From the listing, collect all lines containing the word "registry".

Start of Input

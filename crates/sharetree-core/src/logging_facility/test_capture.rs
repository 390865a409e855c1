//! Test capture mode for deterministic logging assertions
//!
//! This module provides a test-only subscriber that captures log events
//! in memory for assertion in tests.

use std::collections::HashMap;
use std::sync::{Arc, Mutex, OnceLock};
use tracing::field::{Field, Visit};
use tracing::{Level, Subscriber};
use tracing_subscriber::layer::{Context, SubscriberExt};
use tracing_subscriber::registry::LookupSpan;
use tracing_subscriber::util::SubscriberInitExt;
use tracing_subscriber::Layer;

use crate::schema::{EVENT_END, FIELD_COMPONENT, FIELD_EVENT, FIELD_OP};

/// A captured log event with all its fields
#[derive(Clone, Debug)]
pub struct CapturedEvent {
    pub level: Level,
    pub component: Option<String>,
    pub op: Option<String>,
    pub event: Option<String>,
    pub fields: HashMap<String, String>,
}

impl CapturedEvent {
    /// Look up a captured field by name
    pub fn field(&self, name: &str) -> Option<&str> {
        self.fields.get(name).map(String::as_str)
    }
}

#[derive(Default)]
struct FieldVisitor {
    fields: HashMap<String, String>,
}

impl FieldVisitor {
    fn insert(&mut self, field: &Field, value: String) {
        self.fields.insert(field.name().to_string(), value);
    }
}

impl Visit for FieldVisitor {
    fn record_debug(&mut self, field: &Field, value: &dyn std::fmt::Debug) {
        self.insert(field, format!("{:?}", value));
    }

    fn record_str(&mut self, field: &Field, value: &str) {
        self.insert(field, value.to_string());
    }

    fn record_i64(&mut self, field: &Field, value: i64) {
        self.insert(field, value.to_string());
    }

    fn record_u64(&mut self, field: &Field, value: u64) {
        self.insert(field, value.to_string());
    }

    fn record_bool(&mut self, field: &Field, value: bool) {
        self.insert(field, value.to_string());
    }
}

/// Test capture layer for collecting log events
pub struct TestCaptureLayer {
    events: Arc<Mutex<Vec<CapturedEvent>>>,
}

impl TestCaptureLayer {
    pub fn new() -> (Self, TestCapture) {
        let events = Arc::new(Mutex::new(Vec::new()));
        let layer = Self {
            events: events.clone(),
        };
        (layer, TestCapture { events })
    }
}

impl<S> Layer<S> for TestCaptureLayer
where
    S: Subscriber + for<'a> LookupSpan<'a>,
{
    fn on_event(&self, event: &tracing::Event<'_>, _ctx: Context<'_, S>) {
        let mut visitor = FieldVisitor::default();
        event.record(&mut visitor);

        let captured = CapturedEvent {
            level: *event.metadata().level(),
            component: visitor.fields.get(FIELD_COMPONENT).cloned(),
            op: visitor.fields.get(FIELD_OP).cloned(),
            event: visitor.fields.get(FIELD_EVENT).cloned(),
            fields: visitor.fields,
        };

        self.events
            .lock()
            .map(|mut events| events.push(captured))
            .ok();
    }
}

/// Handle for accessing captured events in tests
#[derive(Clone)]
pub struct TestCapture {
    events: Arc<Mutex<Vec<CapturedEvent>>>,
}

impl TestCapture {
    /// Get all captured events
    pub fn events(&self) -> Vec<CapturedEvent> {
        self.events.lock().map(|e| e.clone()).unwrap_or_default()
    }

    /// Events emitted for one operation, in emission order
    pub fn events_for_op(&self, op: &str) -> Vec<CapturedEvent> {
        self.events()
            .into_iter()
            .filter(|e| e.op.as_deref() == Some(op))
            .collect()
    }

    /// The most recent `end` event matching a predicate
    ///
    /// The capture is process-global, so tests sharing an op name should
    /// narrow the match on a field they control.
    pub fn last_end_event<F>(&self, op: &str, predicate: F) -> Option<CapturedEvent>
    where
        F: Fn(&CapturedEvent) -> bool,
    {
        self.events_for_op(op)
            .into_iter()
            .rev()
            .find(|e| e.event.as_deref() == Some(EVENT_END) && predicate(e))
    }

    /// Assert that an event exists with the given operation and event type
    ///
    /// # Panics
    ///
    /// Panics if the event is not found
    pub fn assert_event_exists(&self, op: &str, event: &str) {
        let events = self.events();
        let found = events
            .iter()
            .any(|e| e.op.as_deref() == Some(op) && e.event.as_deref() == Some(event));
        assert!(
            found,
            "Expected event op={} event={} not found in {} captured events",
            op,
            event,
            events.len()
        );
    }

    /// Clear all captured events
    pub fn clear(&self) {
        self.events.lock().map(|mut e| e.clear()).ok();
    }

    /// Count events matching a predicate
    pub fn count_events<F>(&self, predicate: F) -> usize
    where
        F: Fn(&CapturedEvent) -> bool,
    {
        self.events().iter().filter(|e| predicate(e)).count()
    }
}

static GLOBAL_CAPTURE: OnceLock<TestCapture> = OnceLock::new();

/// Initialize test capture mode
///
/// Installs the capture layer as the global subscriber on first call and
/// returns a handle to the shared capture on every call.
///
/// # Example
///
/// ```
/// use sharetree_core::logging_facility::test_capture::init_test_capture;
/// use sharetree_core::log_op_start;
///
/// let capture = init_test_capture();
/// log_op_start!("my_operation");
/// capture.assert_event_exists("my_operation", "start");
/// ```
pub fn init_test_capture() -> TestCapture {
    GLOBAL_CAPTURE
        .get_or_init(|| {
            let (layer, capture) = TestCaptureLayer::new();
            tracing_subscriber::registry().with(layer).init();
            capture
        })
        .clone()
}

End of Input

:: Exercise result ::
use tracing_subscriber::registry::LookupSpan;
            tracing_subscriber::registry().with(layer).init();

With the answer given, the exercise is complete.